ASSIGNED TASK:
Copy exactly, please, each line of the data below until the line that contains "use crate::config::defaults::*;" has been copied, beginning at the top.

::::::::

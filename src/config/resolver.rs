// Copyright (c) 2025 - MV Consulting
//! Configuration resolver: defaults first, invariants second
//!
//! ```text
//! VSCodeServerProps ──cross-field checks──► defaults ──field checks──► ResolvedServerConfig
//! ```
//!
//! Cross-field rules run before any field is parsed so that a conflicting
//! or incomplete combination is reported as such even when one of the
//! involved values is also malformed.

use tracing::{debug, warn};

use crate::config::defaults::*;
use crate::config::props::VSCodeServerProps;
use crate::config::resolved::{
    AutoStop, CertificateSource, CustomDomain, HostedZoneSource, PasswordSource,
    ResolvedServerConfig,
};
use crate::config::validation::{self, ValidationResult};
use crate::domain::{tags, CertificateArn, DomainName, HostedZoneId, InstanceType};
use crate::errors::{ConstructError, ConstructResult};

/// Resolve a partially populated property bag into a full configuration
///
/// Pure: the input is not modified and no I/O happens. Explicitly set
/// fields are never overwritten, including `false` and zero values. Idle
/// timings given while auto-stop is off are dropped with a warning.
pub fn resolve(props: &VSCodeServerProps) -> ConstructResult<ResolvedServerConfig> {
    check_cross_field_invariants(props)?;

    let instance_name = props
        .instance_name
        .clone()
        .unwrap_or_else(|| DEFAULT_INSTANCE_NAME.to_string());
    validation::validate_instance_name(&instance_name)?;

    let cpu_architecture = props.instance_cpu_architecture.unwrap_or(DEFAULT_ARCHITECTURE);
    let operating_system = props.instance_operating_system.unwrap_or(DEFAULT_FLAVOR);

    let instance_type = InstanceType::of(
        props.instance_class.clone().unwrap_or_else(default_instance_class),
        props.instance_size.clone().unwrap_or_else(default_instance_size),
    );
    if let Some(message) = validation::architecture_mismatch(&instance_type.class, cpu_architecture)
    {
        warn!(instance_type = %instance_type, "{}", message);
    }

    let volume_size_gib = props.instance_volume_size.unwrap_or(DEFAULT_INSTANCE_VOLUME_SIZE);
    validation::validate_volume_size(volume_size_gib)?;

    let home_folder = props
        .home_folder
        .clone()
        .unwrap_or_else(|| DEFAULT_HOME_FOLDER.to_string());
    validation::validate_home_folder(&home_folder)?;

    let dev_server_base_path = props
        .dev_server_base_path
        .clone()
        .unwrap_or_else(|| DEFAULT_DEV_SERVER_BASE_PATH.to_string());
    validation::validate_dev_server_base_path(&dev_server_base_path)?;

    let dev_server_port = props.dev_server_port.unwrap_or(DEFAULT_DEV_SERVER_PORT);
    validation::validate_dev_server_port(dev_server_port)?;

    let vscode_user = props
        .vscode_user
        .clone()
        .unwrap_or_else(|| DEFAULT_VSCODE_USER.to_string());
    validation::validate_vscode_user(&vscode_user)?;

    // An empty password means "generate one", same as an absent one.
    let password = match props.vscode_password.as_deref() {
        None | Some("") => PasswordSource::Generate,
        Some(password) => {
            validation::validate_vscode_password(password)?;
            PasswordSource::Explicit(password.to_string())
        }
    };

    let additional_policies = props
        .additional_instance_role_policies
        .clone()
        .unwrap_or_default();
    for (index, statement) in additional_policies.iter().enumerate() {
        statement.validate(index)?;
    }

    let additional_tags = props.additional_tags.clone().unwrap_or_default();
    tags::validate_tags(&additional_tags)?;

    let domain = resolve_domain(props)?;
    let auto_stop = resolve_auto_stop(props)?;

    let config = ResolvedServerConfig {
        instance_name,
        cpu_architecture,
        operating_system,
        instance_type,
        volume_size_gib,
        home_folder,
        dev_server_base_path,
        dev_server_port,
        vscode_user,
        password,
        domain,
        additional_policies,
        additional_tags,
        auto_stop,
    };

    debug!(
        instance_type = %config.instance_type,
        architecture = %config.cpu_architecture,
        flavor = %config.operating_system,
        custom_domain = config.domain.is_some(),
        auto_stop = config.auto_stop.is_some(),
        generated_password = config.password.is_generated(),
        "Resolved VS Code server configuration"
    );

    Ok(config)
}

/// Cross-field rules in reporting order
fn check_cross_field_invariants(props: &VSCodeServerProps) -> ValidationResult {
    validation::validate_certificate_exclusivity(props)?;
    validation::validate_auto_certificate_dependency(props)?;
    validation::validate_domain_dependencies(props)
}

fn resolve_domain(props: &VSCodeServerProps) -> ConstructResult<Option<CustomDomain>> {
    let Some(raw_domain) = props.domain_name.as_deref() else {
        return Ok(None);
    };

    let domain_name = DomainName::new(raw_domain).map_err(|e| {
        ConstructError::invalid_option(DomainName::FIELD, raw_domain, e.to_string())
    })?;

    let hosted_zone = match props.hosted_zone_id.as_deref() {
        Some(id) => HostedZoneSource::Id(HostedZoneId::new(id)?),
        None => HostedZoneSource::LookupByDomain,
    };

    let certificate = match props.certificate_arn.as_deref() {
        Some(arn) => CertificateSource::Existing(CertificateArn::new(arn)?),
        None => CertificateSource::AutoCreate,
    };

    Ok(Some(CustomDomain {
        domain_name,
        hosted_zone,
        certificate,
    }))
}

fn resolve_auto_stop(props: &VSCodeServerProps) -> ConstructResult<Option<AutoStop>> {
    if props.enable_auto_stop != Some(true) {
        if let Some(message) = validation::ignored_idle_timings(props) {
            warn!("{}", message);
        }
        return Ok(None);
    }

    let idle_timeout_minutes = props
        .idle_timeout_minutes
        .unwrap_or(DEFAULT_IDLE_TIMEOUT_MINUTES);
    let check_interval_minutes = props
        .idle_check_interval_minutes
        .unwrap_or(DEFAULT_IDLE_CHECK_INTERVAL_MINUTES);
    validation::validate_auto_stop_timings(idle_timeout_minutes, check_interval_minutes)?;

    Ok(Some(AutoStop {
        idle_timeout_minutes,
        check_interval_minutes,
    }))
}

::::::::

TASK OUTPUT:
filename src/config/resolver.rs
// Copyright (c) 2025 - MV Consulting
//! Configuration resolver: defaults first, invariants second
//!
//! ```text
//! VSCodeServerProps ──cross-field checks──► defaults ──field checks──► ResolvedServerConfig
//! ```
//!
//! Cross-field rules run before any field is parsed so that a conflicting
//! or incomplete combination is reported as such even when one of the
//! involved values is also malformed.

use tracing::{debug, warn};

use crate::config::defaults::*;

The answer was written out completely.